TR‐107 reduces mitochondrial metabolic functions in MDA‐MB‐231 cells. Oxygen consumption rate (OCR) of MDA‐MB‐231 cells treated with DMSO or TR‐107 at indicated concentrations for 24 h was measured by Seahorse XF Analyzer as described in Section 2. Trace of oxygen consumption data following TR‐107 treatment in (A) WT and (B) ClpP‐KO MDA‐MB‐231 cells, representative of N = 3 experiments.

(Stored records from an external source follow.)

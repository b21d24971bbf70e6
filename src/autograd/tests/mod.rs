//! Tests for autograd operations with gradient checking

mod unit_ops;
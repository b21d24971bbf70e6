//! Model state for serialization

use crate::nn::Module;
use serde::{Deserialize, Serialize};
use std::collections::HashMap;

/// Model metadata
#[derive(Debug, Clone, PartialEq, Serialize, Deserialize)]
pub struct ModelMetadata {
    /// Network role ("generator", "discriminator", "classifier")
    pub name: String,

    /// Architecture tag (e.g., "mlp_generator")
    pub architecture: String,

    /// Crate version that wrote the state
    pub version: String,

    /// RFC 3339 time of writing
    pub saved_at: String,

    /// Custom metadata fields
    #[serde(default)]
    pub custom: HashMap<String, serde_json::Value>,
}

impl ModelMetadata {
    /// Create new metadata stamped with the current time
    pub fn new(name: impl Into<String>, architecture: impl Into<String>) -> Self {
        Self {
            name: name.into(),
            architecture: architecture.into(),
            version: env!("CARGO_PKG_VERSION").to_string(),
            saved_at: chrono::Utc::now().to_rfc3339(),
            custom: HashMap::new(),
        }
    }

    /// Add custom metadata field
    pub fn with_custom(mut self, key: impl Into<String>, value: serde_json::Value) -> Self {
        self.custom.insert(key.into(), value);
        self
    }
}

/// Information about a model parameter
#[derive(Debug, Clone, PartialEq, Serialize, Deserialize)]
pub struct ParameterInfo {
    /// Parameter name (e.g., "out.weight")
    pub name: String,

    /// Parameter shape
    pub shape: Vec<usize>,

    /// Data type
    pub dtype: String,

    /// Whether this parameter requires gradients
    pub requires_grad: bool,
}

/// Serializable network weights
#[derive(Debug, Clone, PartialEq, Serialize, Deserialize)]
pub struct ModelState {
    pub metadata: ModelMetadata,

    /// Parameter information, in the network's parameter order
    pub parameters: Vec<ParameterInfo>,

    /// Flattened parameter data
    pub data: Vec<f32>,
}

impl ModelState {
    /// Capture the current weights of a network
    pub fn capture<M: Module + ?Sized>(network: &M, metadata: ModelMetadata) -> Self {
        let mut data = Vec::new();
        let parameters = network
            .named_parameters()
            .into_iter()
            .map(|(name, tensor)| {
                data.extend(tensor.data().iter().copied());
                ParameterInfo {
                    name,
                    shape: vec![tensor.len()],
                    dtype: "f32".to_string(),
                    requires_grad: tensor.requires_grad(),
                }
            })
            .collect();

        Self {
            metadata,
            parameters,
            data,
        }
    }

    /// Copy the stored weights into `network`
    ///
    /// Names and sizes must match the network's parameters one to one; on
    /// mismatch nothing is written and the reason is returned.
    pub fn restore<M: Module + ?Sized>(&self, network: &mut M) -> std::result::Result<(), String> {
        let expected: Vec<(String, usize)> = network
            .named_parameters()
            .into_iter()
            .map(|(name, t)| (name, t.len()))
            .collect();
        if expected.len() != self.parameters.len() {
            return Err(format!(
                "expected {} parameters, checkpoint has {}",
                expected.len(),
                self.parameters.len()
            ));
        }
        for ((name, len), info) in expected.iter().zip(&self.parameters) {
            let size: usize = info.shape.iter().product();
            if *name != info.name || *len != size {
                return Err(format!(
                    "parameter '{name}' ({len} values) does not match '{}' ({size} values)",
                    info.name
                ));
            }
        }
        let total: usize = expected.iter().map(|(_, len)| len).sum();
        if total != self.data.len() {
            let found = self.data.len();
            return Err(format!("expected {total} values, checkpoint has {found}"));
        }

        let mut offset = 0;
        for param in network.parameters_mut() {
            let len = param.len();
            let values = ndarray::Array1::from(self.data[offset..offset + len].to_vec());
            *param.data_mut() = values;
            param.zero_grad();
            offset += len;
        }
        Ok(())
    }
}
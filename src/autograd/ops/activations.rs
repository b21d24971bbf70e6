//! Activation functions: relu, tanh

use crate::autograd::{tracks, BackwardOp, Tensor};
use ndarray::Array1;
use std::rc::Rc;

/// ReLU activation: max(0, x)
pub fn relu(a: &Tensor) -> Tensor {
    let data = a.data().mapv(|x| x.max(0.0));
    let requires_grad = tracks(&[a]);

    let mut result = Tensor::new(data, requires_grad);
    if requires_grad {
        result.set_backward_op(Rc::new(ReluBackward {
            inputs: [a.clone()],
        }));
    }
    result
}

struct ReluBackward {
    inputs: [Tensor; 1],
}

impl BackwardOp for ReluBackward {
    fn inputs(&self) -> &[Tensor] {
        &self.inputs
    }

    fn backward(&self, grad: &Array1<f32>) -> Vec<Option<Array1<f32>>> {
        // ∂relu/∂x = 1 if x > 0, else 0
        let input = self.inputs[0].data();
        let mask = input.mapv(|x| if x > 0.0 { 1.0 } else { 0.0 });
        vec![Some(grad * &mask)]
    }
}

/// Hyperbolic tangent
pub fn tanh(a: &Tensor) -> Tensor {
    let data = a.data().mapv(f32::tanh);
    let requires_grad = tracks(&[a]);

    let mut result = Tensor::new(data.clone(), requires_grad);
    if requires_grad {
        result.set_backward_op(Rc::new(TanhBackward {
            inputs: [a.clone()],
            output: data,
        }));
    }
    result
}

struct TanhBackward {
    inputs: [Tensor; 1],
    output: Array1<f32>,
}

impl BackwardOp for TanhBackward {
    fn inputs(&self) -> &[Tensor] {
        &self.inputs
    }

    fn backward(&self, grad: &Array1<f32>) -> Vec<Option<Array1<f32>>> {
        // ∂tanh/∂x = 1 - tanh²(x)
        let local = self.output.mapv(|y| 1.0 - y * y);
        vec![Some(grad * &local)]
    }
}
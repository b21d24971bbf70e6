//! Graph batches, datasets and loaders
//!
//! A batch carries padded node coordinates `[B, N, D]`, padded adjacency
//! `[B, N, N]` and one class label per graph. Node counts are never stored;
//! they are recovered from the coordinates with [`GraphBatch::num_nodes`].

mod batch;
mod dataset;
mod loader;

pub use batch::{GraphBatch, LayoutShape, COORD_DIM, NUM_CLASSES};
pub use dataset::{GraphDataset, GraphRecord};
pub use loader::{BatchLoader, GraphLoader};
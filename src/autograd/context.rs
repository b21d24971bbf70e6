//! Gradient-recording mode

use std::cell::Cell;

thread_local! {
    static GRAD_ENABLED: Cell<bool> = const { Cell::new(true) };
}

/// Whether operations currently record backward ops
pub fn is_grad_enabled() -> bool {
    GRAD_ENABLED.with(Cell::get)
}

struct GradModeGuard {
    previous: bool,
}

impl Drop for GradModeGuard {
    fn drop(&mut self) {
        GRAD_ENABLED.with(|g| g.set(self.previous));
    }
}

/// Run `f` without recording any graph (inference mode)
///
/// Nested calls are fine; the previous mode is restored on exit, including
/// on unwind.
pub fn no_grad<F, R>(f: F) -> R
where
    F: FnOnce() -> R,
{
    let previous = GRAD_ENABLED.with(|g| g.replace(false));
    let _guard = GradModeGuard { previous };
    f()
}
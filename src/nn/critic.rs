//! Single hidden layer critic with analytic input gradients

use super::linear::xavier;
use super::{Critic, InputGradients, Module};
use crate::autograd::{
    add, add_bias, add_scalar, broadcast_rows, matmul, mul, scale, tanh, transposed,
};
use crate::data::LayoutShape;
use crate::Tensor;
use rand::Rng;

/// `score_b = v · tanh(x_b W_x + a_b W_a + c) + d`
///
/// `x_b` is the flattened layout and `a_b` the flattened adjacency of graph b.
pub struct MlpCritic {
    w_layout: Tensor,
    w_adjacency: Tensor,
    hidden_bias: Tensor,
    v: Tensor,
    out_bias: Tensor,
    max_nodes: usize,
    coord_dim: usize,
    hidden_dim: usize,
}

impl MlpCritic {
    pub fn new(max_nodes: usize, coord_dim: usize, hidden_dim: usize, rng: &mut impl Rng) -> Self {
        Self {
            w_layout: xavier(max_nodes * coord_dim, hidden_dim, 1.0, rng),
            w_adjacency: xavier(max_nodes * max_nodes, hidden_dim, 1.0, rng),
            hidden_bias: Tensor::zeros(hidden_dim, true),
            v: xavier(hidden_dim, 1, 1.0, rng),
            out_bias: Tensor::zeros(1, true),
            max_nodes,
            coord_dim,
            hidden_dim,
        }
    }

    fn hidden(&self, layout: &Tensor, adjacency: &Tensor, batch_size: usize) -> Tensor {
        let n = self.max_nodes;
        let (b, h) = (batch_size, self.hidden_dim);
        let from_layout = matmul(layout, &self.w_layout, b, n * self.coord_dim, h);
        let from_adjacency = matmul(adjacency, &self.w_adjacency, b, n * n, h);
        let pre = add(&from_layout, &from_adjacency);
        tanh(&add_bias(&pre, &self.hidden_bias, b, h))
    }
}

impl Module for MlpCritic {
    fn named_parameters(&self) -> Vec<(String, &Tensor)> {
        vec![
            ("layout_proj.weight".to_string(), &self.w_layout),
            ("adjacency_proj.weight".to_string(), &self.w_adjacency),
            ("hidden.bias".to_string(), &self.hidden_bias),
            ("score.weight".to_string(), &self.v),
            ("score.bias".to_string(), &self.out_bias),
        ]
    }

    fn parameters_mut(&mut self) -> Vec<&mut Tensor> {
        vec![
            &mut self.w_layout,
            &mut self.w_adjacency,
            &mut self.hidden_bias,
            &mut self.v,
            &mut self.out_bias,
        ]
    }
}

impl Critic for MlpCritic {
    fn score(&self, layout: &Tensor, adjacency: &Tensor, shape: LayoutShape) -> Tensor {
        assert_eq!(shape.max_nodes, self.max_nodes, "critic size mismatch");
        let b = shape.batch_size;
        let hidden = self.hidden(layout, adjacency, b);
        let raw = matmul(&hidden, &self.v, b, self.hidden_dim, 1);
        add_bias(&raw, &self.out_bias, b, 1)
    }

    fn input_gradients(
        &self,
        layout: &Tensor,
        adjacency: &Tensor,
        shape: LayoutShape,
    ) -> InputGradients {
        let b = shape.batch_size;
        let n = self.max_nodes;
        let h = self.hidden_dim;
        let hidden = self.hidden(layout, adjacency, b);

        // ∂score_b/∂pre_bh = v_h (1 - tanh²)
        let slope = add_scalar(&scale(&mul(&hidden, &hidden), -1.0), 1.0);
        let weighted = mul(&slope, &broadcast_rows(&self.v, b));

        let layout_cols = n * self.coord_dim;
        let w_layout_t = transposed(&self.w_layout, layout_cols, h);
        let w_adjacency_t = transposed(&self.w_adjacency, n * n, h);
        InputGradients {
            layout: matmul(&weighted, &w_layout_t, b, h, layout_cols),
            adjacency: matmul(&weighted, &w_adjacency_t, b, h, n * n),
        }
    }
}
//! Declarative YAML configuration
//!
//! A single [`RunSpec`] describes data, networks, optimizers, schedules and
//! both training loops. The CLI types live here too so that commands can be
//! parsed, overridden and validated in one place.

mod builder;
mod cli;
mod loader;
mod run;
mod schema;
mod validate;

pub use builder::{build_loaders, build_optimizer, build_players, build_scheduler, Loaders, Players};
pub use cli::{Cli, Command, RunArgs, TrainArgs, ValidateArgs};
pub use loader::{apply_overrides, load_config, parse_config};
pub use run::{run_combined, run_pipeline, run_pretrain, PipelineReport, WarmStart};
pub use schema::{
    CombinedParams, DataSpec, DemoSpec, ModelSpec, NetworkOptimizers, NetworkSchedulers,
    OptimSpec, PretrainParams, RunSpec, SchedulerSpec,
};
pub use validate::{validate_config, ValidationError};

Indicated compounds were added at concentrations described in Section 2. (C) Bar charts of data shown in (A) and (B), values represent mean ± SEM, N = 3. p‐value <.05 (*), .001 (**). (D) Cell viability assays (Hoechst stain, 72 h) of MDA‐MB‐231 cells treated with ONC201 (left) or TR‐107 (right) at indicated concentrations in media containing either glucose (black) or galactose (red). Values represent mean ± SEM, representative of N = 3. Average IC50 values are presented in table (right).

FIGURE 5

TR‐107 prevents tumor growth in MDA‐MB‐231 xenograft model. (A) Box‐ and‐whisker plot of tumor volume (mm³) of MDA‐MB‐231 xenografts following TR‐107 treatment at indicated concentrations at Day 26 (Table S2). N = 8 (Group 1) and 10 (Groups 2, 3). (B) Average tumor volume following TR‐107 administration as described in Methods. The tumor volume threshold (1500 mm³) is indicated by dashed line. N = 10 per group. Values represent mean ± SEM. (C) Kaplan‐Meier graph of mouse survival following TR‐107 administration as described in Methods and Table S2. Long‐rank (Mantel‐Cox) p‐value of 0.0163. Individual mice were recorded as leaving the study following death, tumor volume exceeding threshold (1500 mm³), or end of study period. (D) Box‐and‐whisker plot of relative mitochondrial DNA (mtDNA) copy number present in mouse xenograft lysate following conclusion of mouse study. N = 9 (Group 1) and N = 10 (Group 3). (E) Immunoblot (top) from tumor lysates of mouse xenografts following administration of vehicle control or 8 mg/kg TR‐107. Each animal ID represented an individual mouse. Two images are shown for HMGCS1 representing a short exposure (“short exp”) and long exposure (“long exp”). Quantification of these blots is shown in the box‐and‐whisker plot (bottom) with indicated p‐values (<.05 (*) and .01 (**)).